И эти слова еще более умиротворяли меня. «Ну, что ж, служить так служить. А потом, все это еще так не скоро. Георгий уедет не раньше осени, а до осени еще целая вечность…»

Какие далекие дни! Я теперь уже с усилием чувствую их своими собственными при всей той близости их мне, с которой я все думаю о них за этими записями и все зачем-то пытаюсь воскресить чей-то далекий юный образ. Чей это образ? Он как бы некое подобие моего вымышленного младшего брата, уже давно исчезнувшего из мира вместе со всем своим бесконечно далеким временем.

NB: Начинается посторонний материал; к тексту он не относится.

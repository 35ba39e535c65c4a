//! Visible text and title extraction from fetched pages.

use std::sync::LazyLock;

use regex::Regex;
use scraper::{Html, Node, Selector};

/// Elements whose text never reaches the reader.
const HIDDEN_ELEMENTS: &[&str] = &["script", "style", "noscript", "template", "svg"];

static TITLE_SEL: LazyLock<Selector> =
    LazyLock::new(|| Selector::parse("title").expect("valid selector"));
static H1_SEL: LazyLock<Selector> =
    LazyLock::new(|| Selector::parse("h1").expect("valid selector"));
static BODY_SEL: LazyLock<Selector> =
    LazyLock::new(|| Selector::parse("body").expect("valid selector"));

static INLINE_WS: LazyLock<Regex> =
    LazyLock::new(|| Regex::new(r"[ \t\r\f\v]+").expect("valid regex"));
static BLANK_LINES: LazyLock<Regex> =
    LazyLock::new(|| Regex::new(r"\n\s*\n+").expect("valid regex"));

/// Elements that start a new line of text.
fn is_block(name: &str) -> bool {
    matches!(
        name,
        "p" | "div"
            | "br"
            | "li"
            | "ul"
            | "ol"
            | "tr"
            | "table"
            | "section"
            | "article"
            | "header"
            | "footer"
            | "nav"
            | "main"
            | "aside"
            | "pre"
            | "blockquote"
            | "h1"
            | "h2"
            | "h3"
            | "h4"
            | "h5"
            | "h6"
    )
}

/// Page title: `<title>` first, then the first `<h1>`.
pub fn extract_title(doc: &Html) -> Option<String> {
    [&*TITLE_SEL, &*H1_SEL].into_iter().find_map(|sel| {
        doc.select(sel)
            .next()
            .map(|el| collapse_inline(&el.text().collect::<String>()))
            .filter(|t| !t.is_empty())
    })
}

/// Extract the readable text of a document.
///
/// Scripts, styles and other non-rendered elements are skipped. Block
/// elements become line breaks; runs of blank lines collapse to a single
/// paragraph break.
pub fn extract_text(doc: &Html) -> String {
    let root = doc
        .select(&BODY_SEL)
        .next()
        .map(|body| *body)
        .unwrap_or_else(|| doc.tree.root());

    let mut out = String::new();

    for node in root.descendants() {
        match node.value() {
            Node::Text(text) => {
                let hidden = node.ancestors().any(|a| {
                    a.value()
                        .as_element()
                        .is_some_and(|e| HIDDEN_ELEMENTS.contains(&e.name()))
                });
                if !hidden {
                    out.push_str(text);
                }
            }
            Node::Element(el) if is_block(el.name()) => out.push('\n'),
            _ => {}
        }
    }

    tidy(&out)
}

/// Collapse whitespace inside lines and squeeze blank lines.
fn tidy(raw: &str) -> String {
    let lines: Vec<String> = raw.lines().map(collapse_inline).collect();
    let joined = lines.join("\n");
    BLANK_LINES.replace_all(&joined, "\n\n").trim().to_string()
}

fn collapse_inline(s: &str) -> String {
    INLINE_WS.replace_all(s, " ").trim().to_string()
}
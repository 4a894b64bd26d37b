// Copyright (c) 2024-2025 DeepGraph Inc.
// SPDX-License-Identifier: Apache-2.0
//
//! Registers: the single-value slots operators communicate through

use super::domain::PotentialDomain;
use crate::storage::NULL_ID;
use once_cell::sync::OnceCell;
use std::sync::atomic::{AtomicU32, Ordering};
use std::sync::Arc;

/// Shared handle to a register owned by the runtime's register array
pub type RegisterRef = Arc<Register>;

/// A mutable value slot plus an optional potential domain
///
/// Values are stored atomically so that operator subtrees can be handed to
/// worker threads; a register is only ever written by one subtree at a time.
#[derive(Debug)]
pub struct Register {
    slot: usize,
    value: AtomicU32,
    domain: OnceCell<Arc<PotentialDomain>>,
}

impl Register {
    pub fn new(slot: usize) -> Self {
        Self {
            slot,
            value: AtomicU32::new(NULL_ID),
            domain: OnceCell::new(),
        }
    }

    /// Position in the runtime's register array
    pub fn slot(&self) -> usize {
        self.slot
    }

    #[inline]
    pub fn get(&self) -> u32 {
        self.value.load(Ordering::Relaxed)
    }

    #[inline]
    pub fn set(&self, value: u32) {
        self.value.store(value, Ordering::Relaxed)
    }

    /// Reset to NULL
    #[inline]
    pub fn clear(&self) {
        self.set(NULL_ID)
    }

    #[inline]
    pub fn is_null(&self) -> bool {
        self.get() == NULL_ID
    }

    /// The shared potential domain, if the register belongs to a join variable
    pub fn domain(&self) -> Option<&Arc<PotentialDomain>> {
        self.domain.get()
    }

    /// Attach a potential domain. Only the first attachment wins.
    pub fn attach_domain(&self, domain: Arc<PotentialDomain>) -> bool {
        self.domain.set(domain).is_ok()
    }
}

/// Registers are compared by identity
pub fn same_register(a: &RegisterRef, b: &RegisterRef) -> bool {
    Arc::ptr_eq(a, b)
}

#[cfg(test)]
mod tests {
    use super::*;

    #[test]
    fn test_register_starts_unbound() {
        let r = Register::new(4);
        assert!(r.is_null());
        r.set(17);
        assert_eq!(r.get(), 17);
        r.clear();
        assert_eq!(r.get(), NULL_ID);
        assert_eq!(r.slot(), 4);
    }

    #[test]
    fn test_domain_attaches_once() {
        let r = Register::new(0);
        assert!(r.attach_domain(Arc::new(PotentialDomain::new())));
        assert!(!r.attach_domain(Arc::new(PotentialDomain::new())));
        assert!(r.domain().is_some());
    }
}
// Copyright (c) 2024-2025 DeepGraph Inc.
// SPDX-License-Identifier: Apache-2.0
//
//! Output stage: collects the rows of a query

use super::{BoxedOperator, Operator, PlanPrinter, Scheduler};
use crate::runtime::{DictionaryHandle, RegisterRef};
use crate::storage::NULL_ID;
use serde::{Deserialize, Serialize};

/// How duplicate rows are reported
#[derive(Debug, Clone, Copy, PartialEq, Eq, Serialize, Deserialize, Default)]
pub enum DuplicateMode {
    /// Every duplicate is a row of its own
    #[default]
    Expand,
    /// Each distinct row once
    Reduce,
    /// Each distinct row once, with its multiplicity
    Count,
    /// Only rows occurring at least twice, with their multiplicity
    ShowOnlyDuplicates,
}

impl DuplicateMode {
    fn min_count(self) -> u32 {
        match self {
            DuplicateMode::ShowOnlyDuplicates => 2,
            _ => 1,
        }
    }

    fn shows_count(self) -> bool {
        matches!(self, DuplicateMode::Count | DuplicateMode::ShowOnlyDuplicates)
    }
}

/// One output row; `None` is an unbound value
#[derive(Debug, Clone, PartialEq, Eq, Serialize, Deserialize)]
pub struct ResultRow {
    pub values: Vec<Option<u32>>,
    pub count: u32,
}

/// Rows of a query in projection order
#[derive(Debug, Clone, PartialEq, Serialize, Deserialize, Default)]
pub struct QueryResult {
    pub columns: Vec<String>,
    pub rows: Vec<ResultRow>,
    pub mode: DuplicateMode,
    pub execution_time_ms: u64,
}

impl QueryResult {
    /// An empty result over `columns`
    pub fn empty(columns: Vec<String>, mode: DuplicateMode) -> Self {
        Self {
            columns,
            rows: Vec::new(),
            mode,
            execution_time_ms: 0,
        }
    }

    pub fn is_empty(&self) -> bool {
        self.rows.is_empty()
    }

    pub fn len(&self) -> usize {
        self.rows.len()
    }

    /// Sum of row counts
    pub fn total_count(&self) -> u64 {
        self.rows.iter().map(|r| r.count as u64).sum()
    }

    /// Text rows: values separated by spaces, NULL for unbound values, the
    /// count appended when the mode reports it
    pub fn render(&self, dictionary: &DictionaryHandle) -> Vec<String> {
        self.rows
            .iter()
            .map(|row| {
                let mut line = row
                    .values
                    .iter()
                    .map(|v| dictionary.display(*v))
                    .collect::<Vec<_>>()
                    .join(" ");
                if self.mode.shows_count() {
                    line.push(' ');
                    line.push_str(&row.count.to_string());
                }
                line
            })
            .collect()
    }
}

/// Root of every executable tree
///
/// Pulls the whole input on `first()`, merging adjacent equal rows, and
/// keeps the rows for [`ResultsCollector::take_result`].
pub struct ResultsCollector {
    input: BoxedOperator,
    output: Vec<RegisterRef>,
    columns: Vec<String>,
    mode: DuplicateMode,
    limit: Option<usize>,
    rows: Vec<ResultRow>,
    expected: f64,
    observed: u64,
}

impl ResultsCollector {
    pub fn new(
        input: BoxedOperator,
        output: Vec<RegisterRef>,
        columns: Vec<String>,
        mode: DuplicateMode,
        limit: Option<usize>,
        expected: f64,
    ) -> Self {
        debug_assert_eq!(output.len(), columns.len());
        Self {
            input,
            output,
            columns,
            mode,
            limit,
            rows: Vec::new(),
            expected,
            observed: 0,
        }
    }

    /// Keep a finished row; false once the limit is reached
    fn accept(&mut self, values: Vec<Option<u32>>, count: u32) -> bool {
        if count < self.mode.min_count() {
            return true;
        }
        match self.mode {
            DuplicateMode::Expand => {
                for _ in 0..count {
                    self.rows.push(ResultRow {
                        values: values.clone(),
                        count: 1,
                    });
                }
            }
            DuplicateMode::Reduce => self.rows.push(ResultRow { values, count: 1 }),
            DuplicateMode::Count | DuplicateMode::ShowOnlyDuplicates => {
                self.rows.push(ResultRow { values, count })
            }
        }
        self.observed += 1;
        self.limit.map_or(true, |limit| (self.observed as usize) < limit)
    }

    fn current_values(&self) -> Vec<Option<u32>> {
        self.output
            .iter()
            .map(|r| match r.get() {
                NULL_ID => None,
                v => Some(v),
            })
            .collect()
    }

    /// Hand out the collected rows
    pub fn take_result(&mut self) -> QueryResult {
        QueryResult {
            columns: self.columns.clone(),
            rows: std::mem::take(&mut self.rows),
            mode: self.mode,
            execution_time_ms: 0,
        }
    }
}

impl Operator for ResultsCollector {
    fn first(&mut self) -> u32 {
        self.observed = 0;
        self.rows.clear();
        if self.limit == Some(0) {
            return 1;
        }

        let mut pending: Option<(Vec<Option<u32>>, u32)> = None;
        let mut count = self.input.first();
        while count != 0 {
            let values = self.current_values();
            pending = match pending.take() {
                Some((prev, total)) if prev == values => Some((prev, total.saturating_add(count))),
                Some((prev, total)) => {
                    if !self.accept(prev, total) {
                        return 1;
                    }
                    Some((values, count))
                }
                None => Some((values, count)),
            };
            count = self.input.next();
        }
        if let Some((values, total)) = pending {
            self.accept(values, total);
        }
        1
    }

    fn next(&mut self) -> u32 {
        0
    }

    fn print(&self, out: &mut dyn PlanPrinter) {
        out.begin_operator("ResultsCollector", self.expected, self.observed);
        out.add_materialization_annotation(&self.output);
        self.input.print(out);
        out.end_operator();
    }

    fn add_merge_hint(&mut self, _reg1: &RegisterRef, _reg2: &RegisterRef) {}

    fn async_input_candidates(&mut self, scheduler: &mut Scheduler) {
        self.input.async_input_candidates(scheduler);
    }

    fn expected_cardinality(&self) -> f64 {
        self.expected
    }

    fn observed_cardinality(&self) -> u64 {
        self.observed
    }
}

#[cfg(test)]
mod tests {
    use super::*;
    use crate::operator::testing::{reg, ValuesScan};
    use crate::storage::{Database, MemoryDatabase};
    use std::sync::Arc;

    fn collect(
        rows: Vec<(Vec<u32>, u32)>,
        mode: DuplicateMode,
        limit: Option<usize>,
    ) -> QueryResult {
        let (x, y) = (reg(0), reg(1));
        let input = ValuesScan::new(&[x.clone(), y.clone()], rows);
        let mut collector = ResultsCollector::new(
            Box::new(input),
            vec![x, y],
            vec!["x".to_string(), "y".to_string()],
            mode,
            limit,
            1.0,
        );
        assert_eq!(collector.first(), 1);
        assert_eq!(collector.next(), 0);
        collector.take_result()
    }

    fn rows(result: &QueryResult) -> Vec<(Vec<Option<u32>>, u32)> {
        result.rows.iter().map(|r| (r.values.clone(), r.count)).collect()
    }

    #[test]
    fn test_duplicate_modes() {
        let input = vec![(vec![1, 2], 2), (vec![1, 2], 1), (vec![3, NULL_ID], 1)];

        let expand = collect(input.clone(), DuplicateMode::Expand, None);
        assert_eq!(expand.len(), 4);
        assert!(expand.rows.iter().all(|r| r.count == 1));

        let reduce = collect(input.clone(), DuplicateMode::Reduce, None);
        assert_eq!(
            rows(&reduce),
            vec![(vec![Some(1), Some(2)], 1), (vec![Some(3), None], 1)]
        );

        let count = collect(input.clone(), DuplicateMode::Count, None);
        assert_eq!(
            rows(&count),
            vec![(vec![Some(1), Some(2)], 3), (vec![Some(3), None], 1)]
        );

        let dups = collect(input, DuplicateMode::ShowOnlyDuplicates, None);
        assert_eq!(rows(&dups), vec![(vec![Some(1), Some(2)], 3)]);
        assert_eq!(dups.total_count(), 3);
    }

    #[test]
    fn test_limit_counts_distinct_rows() {
        let input = vec![(vec![1, 1], 3), (vec![2, 2], 1), (vec![3, 3], 1)];
        let limited = collect(input.clone(), DuplicateMode::Expand, Some(2));
        assert_eq!(limited.len(), 4);
        assert_eq!(limited.rows[3].values, vec![Some(2), Some(2)]);
        assert!(collect(input, DuplicateMode::Count, Some(0)).is_empty());
    }

    #[test]
    fn test_render_and_serialize() {
        let db = Arc::new(MemoryDatabase::new());
        let iri = db.uri("http://example.org/a");
        let text = db.literal("hello");
        let dictionary = DictionaryHandle::new(db.clone() as Arc<dyn Database>, None);
        let result = collect(
            vec![(vec![iri, text], 2), (vec![iri, NULL_ID], 1)],
            DuplicateMode::Count,
            None,
        );
        assert_eq!(
            result.render(&dictionary),
            vec!["http://example.org/a hello 2", "http://example.org/a NULL 1"]
        );

        let json = serde_json::to_string(&result).unwrap();
        let back: QueryResult = serde_json::from_str(&json).unwrap();
        assert_eq!(back, result);
    }
}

Случалось, бывало, в каком-нибудь чужом доме взять в руки старый фотографический альбом. Странные и сложные чувства возбуждали лица тех, что глядели с его поблекших карточек! Прежде всего — чувство необыкновенной отчужденности от этих лиц, ибо необыкновенно бывает чужд человек человеку в иные минуты. А потом — происходящая из этого чувства повышенная острота ощущения их самих и их времени. Что это за существа, эти лица? Это все люди когда-то и где-то жившие, каждый по своему, разными судьбами и разными эпохами, где было все свое: одежды, обычаи, характеры, общественные настроения, события … Вот суровый чиновный старик с орденом под двойным галстухом, с большим и высоким воротом сюртука, с крупными и мясистыми чертами бритого лица. Вот светский щеголь времен Герцена с подвитыми волосами и с бакенбардами, с цилиндром в руке, в широком сюртуке и таких же широких панталонах, ступня которого кажется от них маленькой. Вот бюст грустно-красивой дамы: затейливая шляпка на высоком шиньоне, шелковое платье с рюшами, плотно обтягивающие грудь и тонкую талию, длинные серьги в ушах… А вот молодой человек семидесятых годов: высокие, широко расходящиеся воротнички крахмальной рубашки, не скрывающие кадыка, нежный овал чуть тронутого пушком лица, юная томность в загадочных больших глазах, длинные волнистые волосы … Сказка, легенда все эти лица, их жизни и эпохи!

Точно те же чувства испытываю я и теперь, воскрешая образ того, кем я был когда-то. Выл ли в само деле? Был молодой Вильгельм Второй, был какой-то генерал Буланже, был Александр Третий, грузный хозяин необъятной России… И была в эти легендарные времена, в этой навсегда погибшей России весна, и был кто-то, с темным румянцем на щеках, с синими яркими глазами, зачем-то мучивший себя английским языком, день и ночь таивший в себе тоску о своем будущем, где, казалось, ожидала его вся прелесть и радость мира.